Questi professionisti sono molto esposti sui social media, luogo virtuale in cui potrebbero non ricevere il sostegno formale della testata giornalistica cui appartengono, continuando ad essere vittime di accuse e molestie da parte degli utenti. Allo stesso tempo, i social media sono diventati un mezzo fondamentale per i giornalisti, perché permettono loro di divulgare le proprie opinioni professionali, nonché di coltivare la propria reputazione, reputazione che, così invece, potrebbe subire duri colpi da chi lancia accuse infondate, cerca di trasformare il consenso scientifico in questioni fasulle o denigra un giornalista per via del suo genere, etnia, religione, razza o altri aspetti dell’identità sociale.

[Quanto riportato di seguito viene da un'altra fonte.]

//! Windows path spelling.
//!
//! DOSBox command lines written for Windows use `\` separators and may start
//! with a drive designator. These helpers only rewrite the spelling; they never
//! touch the filesystem.

/// Convert a Windows-style path into its POSIX spelling.
///
/// Backslashes become `/`. A leading drive designator (`C:`) and the
/// separators following it are dropped, leaving a path relative to the
/// directory the game was started from.
pub fn to_posix_path(path: &str) -> String {
    let converted = path.replace('\\', "/");
    let bytes = converted.as_bytes();
    if bytes.len() >= 2 && bytes[0].is_ascii_alphabetic() && bytes[1] == b':' {
        let rest = converted[2..].trim_start_matches('/');
        return rest.to_string();
    }
    converted
}

/// Split a POSIX path into its directory and file name.
///
/// The directory is empty when the path has no separator.
pub fn split_path(path: &str) -> (&str, &str) {
    match path.rfind('/') {
        Some(0) => ("/", &path[1..]),
        Some(pos) => (&path[..pos], &path[pos + 1..]),
        None => ("", path),
    }
}
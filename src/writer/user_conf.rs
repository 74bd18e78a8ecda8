//! User configuration file.

use std::path::Path;

use log::debug;

use super::templates::{render, COMMENT_SECTION, RENDER_SECTION_TEMPLATE, SDL_SECTION_TEMPLATE};
use super::{persist, WriteError};
use crate::autoexec::AutoexecRewriter;
use crate::config::ResolvedConfig;

/// Options in `[render]` shown only as comments. Publishers often pick poor
/// values; the auto file supplies these instead.
const COMMENTED_RENDER_OPTIONS: &[&str] = &["scaler", "aspect"];

/// Options in `[render]` dropped entirely.
const HIDDEN_RENDER_OPTIONS: &[&str] = &["frameskip"];

/// Render the user configuration file.
pub fn render_user_conf(
    conf: &ResolvedConfig,
    dosbox_args: &[String],
    rewriter: &AutoexecRewriter<'_>,
) -> String {
    let echoed = format!("{:?}", dosbox_args);
    let mut out = render(COMMENT_SECTION, &[("args", echoed.as_str())]);
    out.push_str(SDL_SECTION_TEMPLATE);

    if let Some(options) = conf.section("render") {
        out.push_str(RENDER_SECTION_TEMPLATE);
        for (key, value) in options {
            if HIDDEN_RENDER_OPTIONS.contains(&key.as_str()) {
                debug!("Dropping [render] {}={}", key, value);
                continue;
            }
            if COMMENTED_RENDER_OPTIONS.contains(&key.as_str()) {
                out.push_str(&format!("# {}={}\n", key, value));
                continue;
            }
            out.push_str(&format!("{}={}\n", key, value));
        }
        out.push('\n');
    }

    out.push_str("[autoexec]\n");
    for line in rewriter.rewrite(conf.autoexec()) {
        out.push_str(&line);
        out.push('\n');
    }
    out
}

/// Render and write the user configuration file in the resolved encoding.
pub fn write_user_conf(
    path: &Path,
    conf: &ResolvedConfig,
    dosbox_args: &[String],
    rewriter: &AutoexecRewriter<'_>,
) -> Result<(), WriteError> {
    let text = render_user_conf(conf, dosbox_args, rewriter);
    persist(path, &text, conf.encoding)
}
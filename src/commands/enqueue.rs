use crate::app::App;
use crate::error::{ErrorKind, Result};
use exn::ResultExt;
use staticpub_library::trigger::enqueue_full_rebuild;
use staticpub_queue::Enqueued;
use std::process::ExitCode;
use time::UtcDateTime;

pub async fn run(app: &App) -> Result<ExitCode> {
    let jobs = app.jobs()?;
    match enqueue_full_rebuild(&jobs, UtcDateTime::now()).await.or_raise(|| ErrorKind::Publishing)? {
        Enqueued::Created(id) => println!("queued full rebuild as job {id}"),
        Enqueued::Duplicate(id) => println!("a full rebuild is already queued as job {id}"),
    }
    Ok(ExitCode::SUCCESS)
}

I datori di lavoro che cosa fanno per tutelare online i giornalisti? Poco nulla. La maggior parte di questi risulta, infatti, impreparata o disattenta, e le poche misure che vengono adottate – come quella di disabilitare i commenti sulle storie o eliminare le e-mail dei giornalisti dal loro sito Web – , non sarebbero sufficienti a fornire loro una reale e degna protezione: «Penso che molte testate giornalistiche in questo momento non sappiano come gestire questo tipo di molestie», ha dichiarato uno dei giornalisti intervistati. Alcune redazioni offrono una formazione generale sulla sicurezza digitale, ma nel concreto, poi, non forniscono misure serie per affrontare abusi e attacchi online. Ciò è ancora più complicato per i liberi professionisti e i giornalisti che lavorano sempre in smart-working, che non hanno nemmeno un contesto fisico e istituzionale, come la redazione, per poter discutere e trovare modi per respingere le molestie online.
Il problema è collettivo, non dei singoli giornalisti, e come tale va affrontato
Quello che sembra è che non solo si stia trascurando il fenomeno, ma anche che non lo si stia considerando un problema collettivo, ma individuale dei singoli giornalisti scientifici. Questo è un problema collettivo che necessita di avere soluzioni collettive, soprattutto considerando l’attuale clima di polarizzazione attorno alle questioni scientifiche. I dibattiti su mascherine, vaccini e restrizioni durante la pandemia di Covid-19 hanno messo in mostra come, purtroppo, la scienza non occupa uno spazio incontaminato al di sopra della politica. Sono le testate giornalistiche a dover gestire il problema delle molestie online nel giornalismo scientifico. Riconoscere la portata del problema e le sue conseguenze è sicuramente il primo passo, ma allo stesso tempo è necessario ascoltare i timori dei giornalisti e documentare gli attacchi via web. Si potrebbe pensare anche ad una collaborazione con le piattaforme social per introdurre misure a protezione dei giornalisti e per sviluppare e finanziare reti di supporto che possano assisterli nei casi di specie. Il problema è più grande di ciò che si pensa poiché è coinvolto il diritto di tutti alla verità, alla conoscenza, ed il diritto del pubblico alla conoscenza viene pregiudicato nel momento in cui i giornalisti evitano di trattare argomenti scientifici per paura di ritorsioni.